The patients who died did not have lower serum sodium values or a higher incidence of CNS symptoms compared with the survivors, as has been noted previously.1 However, most of them suffered from serious medical problems. At least in some of these cases, hyponatraemia appears to be a marker of severe underlying disease that carries a poor prognosis, rather than being the primary cause of death.11,27
The possible cause of hyponatraemia should always be sought and this will require an accurate drug history, clinical examination, and assessment of fluid volume, plus the measurement of urinary electrolytes and osmolality in a spot urine sample.

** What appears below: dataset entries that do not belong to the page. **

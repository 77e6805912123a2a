// src/config/loader.rs

use std::fs;
use std::path::{Path, PathBuf};

use tracing::debug;

use crate::config::model::{ConfigFile, RawConfigFile};
use crate::errors::Result;

/// Load a configuration file from a given path and return the raw
/// `RawConfigFile`.
///
/// This only performs TOML deserialization; it does **not** perform semantic
/// validation (path-table completeness, DAG correctness). Use
/// [`load_and_validate`] for that.
pub fn load_from_path(path: impl AsRef<Path>) -> Result<RawConfigFile> {
    let path = path.as_ref();

    if !path.exists() {
        debug!(?path, "config file absent; using built-in defaults");
        return Ok(RawConfigFile::default());
    }

    let contents = fs::read_to_string(path)?;
    let config: RawConfigFile = toml::from_str(&contents)?;

    Ok(config)
}

/// Load a configuration file from path and run validation.
///
/// This is the recommended entry point for the rest of the application:
///
/// - Reads TOML (or falls back to built-in defaults when the file is absent).
/// - Merges `[paths.<category>]` overrides over the default path table.
/// - Checks that every built-in task's categories have a path entry, that
///   all source and watch globs compile, and that the task graph is acyclic.
pub fn load_and_validate(path: impl AsRef<Path>) -> Result<ConfigFile> {
    let raw_config = load_from_path(&path)?;
    let config = ConfigFile::try_from(raw_config)?;
    Ok(config)
}

/// Parse and validate configuration from an in-memory TOML string.
///
/// Shares all semantics with [`load_and_validate`]; mainly useful in tests.
pub fn load_and_validate_str(contents: &str) -> Result<ConfigFile> {
    let raw: RawConfigFile = toml::from_str(contents)?;
    let config = ConfigFile::try_from(raw)?;
    Ok(config)
}

/// Helper to resolve the default config path.
pub fn default_config_path() -> PathBuf {
    PathBuf::from("Assetpipe.toml")
}
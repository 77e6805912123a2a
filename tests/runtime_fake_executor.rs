// tests/runtime_fake_executor.rs

mod common;
use crate::common::{init_tracing, with_timeout, FakeExecutor};

use std::error::Error;
use std::sync::{Arc, Mutex};

use tokio::sync::mpsc;

use assetpipe::dag::Scheduler;
use assetpipe::engine::{
    CoreRuntime, Runtime, RuntimeEvent, RuntimeOptions, TriggerReason, TriggerWhileRunningBehaviour,
};
use assetpipe::tasks::{self, REGISTRY};

type TestResult = Result<(), Box<dyn Error>>;

async fn run_once(executor_failing: Option<&str>) -> Vec<String> {
    let scheduler = Scheduler::from_specs(REGISTRY);
    let options = RuntimeOptions {
        exit_when_idle: true,
    };

    let (rt_tx, rt_rx) = mpsc::channel::<RuntimeEvent>(64);

    let executed = Arc::new(Mutex::new(Vec::new()));
    let mut executor = FakeExecutor::new(rt_tx.clone(), executed.clone());
    if let Some(task) = executor_failing {
        executor = executor.failing(task);
    }

    for task in tasks::root_tasks() {
        rt_tx
            .send(RuntimeEvent::TaskTriggered {
                task: task.to_string(),
                reason: TriggerReason::Manual,
            })
            .await
            .unwrap();
    }

    let core = CoreRuntime::new(scheduler, TriggerWhileRunningBehaviour::Queue, 1, options);
    let runtime = Runtime::new(core, rt_rx, executor, None);
    runtime.run().await.unwrap();

    let executed = executed.lock().unwrap();
    executed.clone()
}

#[tokio::test]
async fn default_run_executes_every_task_respecting_the_dag() -> TestResult {
    init_tracing();

    let executed = with_timeout(run_once(None)).await;

    for spec in REGISTRY {
        assert!(
            executed.contains(&spec.name.to_string()),
            "{} never ran",
            spec.name
        );
    }

    let pos = |name: &str| executed.iter().position(|t| t == name).unwrap();
    assert!(pos("svg") < pos("html"));
    assert!(pos("vendor") < pos("misc"));
    assert!(pos("fonts") < pos("misc"));
    assert!(pos("audio") < pos("misc"));
    assert!(pos("video") < pos("misc"));
    Ok(())
}

#[tokio::test]
async fn sprite_failure_skips_html_and_still_exits_cleanly() -> TestResult {
    init_tracing();

    let executed = with_timeout(run_once(Some("svg"))).await;

    assert!(executed.contains(&"svg".to_string()));
    assert!(
        !executed.contains(&"html".to_string()),
        "html must not run after its prerequisite failed"
    );
    assert!(executed.contains(&"styles".to_string()));
    Ok(())
}
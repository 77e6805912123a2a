// tests/reload_signals.rs

mod common;
use crate::common::init_tracing;

use std::error::Error;

use assetpipe::dag::Scheduler;
use assetpipe::engine::{
    CoreCommand, CoreRuntime, RuntimeEvent, RuntimeOptions, TaskOutcome, TriggerReason,
    TriggerWhileRunningBehaviour,
};
use assetpipe::tasks::{ReloadAction, REGISTRY};

type TestResult = Result<(), Box<dyn Error>>;

fn core() -> CoreRuntime {
    CoreRuntime::new(
        Scheduler::from_specs(REGISTRY),
        TriggerWhileRunningBehaviour::Queue,
        1,
        RuntimeOptions {
            exit_when_idle: false,
        },
    )
}

fn trigger(task: &str) -> RuntimeEvent {
    RuntimeEvent::TaskTriggered {
        task: task.to_string(),
        reason: TriggerReason::FileWatch,
    }
}

fn completed(task: &str, outcome: TaskOutcome) -> RuntimeEvent {
    RuntimeEvent::TaskCompleted {
        task: task.to_string(),
        outcome,
    }
}

fn reload_commands(commands: &[CoreCommand]) -> Vec<ReloadAction> {
    commands
        .iter()
        .filter_map(|c| match c {
            CoreCommand::NotifyReload(action) => Some(*action),
            _ => None,
        })
        .collect()
}

#[test]
fn style_rebuild_swaps_css_without_a_page_reload() -> TestResult {
    init_tracing();
    let mut core = core();

    core.step(trigger("styles"));
    let step = core.step(completed("styles", TaskOutcome::Success));

    assert_eq!(reload_commands(&step.commands), vec![ReloadAction::CssSwap]);
    assert!(step.keep_running);
    Ok(())
}

#[test]
fn script_and_html_rebuilds_issue_full_reloads() -> TestResult {
    init_tracing();
    let mut core = core();

    core.step(trigger("scripts"));
    let step = core.step(completed("scripts", TaskOutcome::Success));
    assert_eq!(
        reload_commands(&step.commands),
        vec![ReloadAction::FullReload]
    );

    // html only reloads after its sprite prerequisite resolves.
    core.step(trigger("svg"));
    let step = core.step(completed("svg", TaskOutcome::Success));
    assert!(reload_commands(&step.commands).is_empty());

    let step = core.step(completed("html", TaskOutcome::Success));
    assert_eq!(
        reload_commands(&step.commands),
        vec![ReloadAction::FullReload]
    );
    Ok(())
}

#[test]
fn copy_tasks_complete_silently() -> TestResult {
    init_tracing();
    let mut core = core();

    core.step(trigger("fonts"));
    let step = core.step(completed("fonts", TaskOutcome::Success));
    assert!(reload_commands(&step.commands).is_empty());
    Ok(())
}

#[test]
fn failure_surfaces_an_error_and_keeps_the_runtime_alive() -> TestResult {
    init_tracing();
    let mut core = core();

    core.step(trigger("styles"));
    let step = core.step(completed(
        "styles",
        TaskOutcome::Failed("unexpected token".to_string()),
    ));

    assert!(reload_commands(&step.commands).is_empty());
    assert!(step.commands.iter().any(|c| matches!(
        c,
        CoreCommand::NotifyError { task, message }
            if task == "styles" && message.contains("unexpected token")
    )));
    assert!(step.keep_running);

    // The next file change still starts a fresh run.
    let step = core.step(trigger("styles"));
    assert!(step
        .commands
        .iter()
        .any(|c| matches!(c, CoreCommand::DispatchTasks(tasks) if tasks[0].name == "styles")));
    Ok(())
}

The diagnosis of SIADH should not be confirmed without the essential criteria being satisfied, including the assessment of glucocorticoid reserve. Fluid restriction should be practised cautiously and on the right patient; the current or recent use of diuretics is a possible pitfall in the diagnosis of SIADH.
If a diagnosis of SIADH is correctly made, possible causes should be sought including tumours.
The use of normal saline and slow sodium correction rate (≈ 10 mmol/day) will be appropriate for most patients.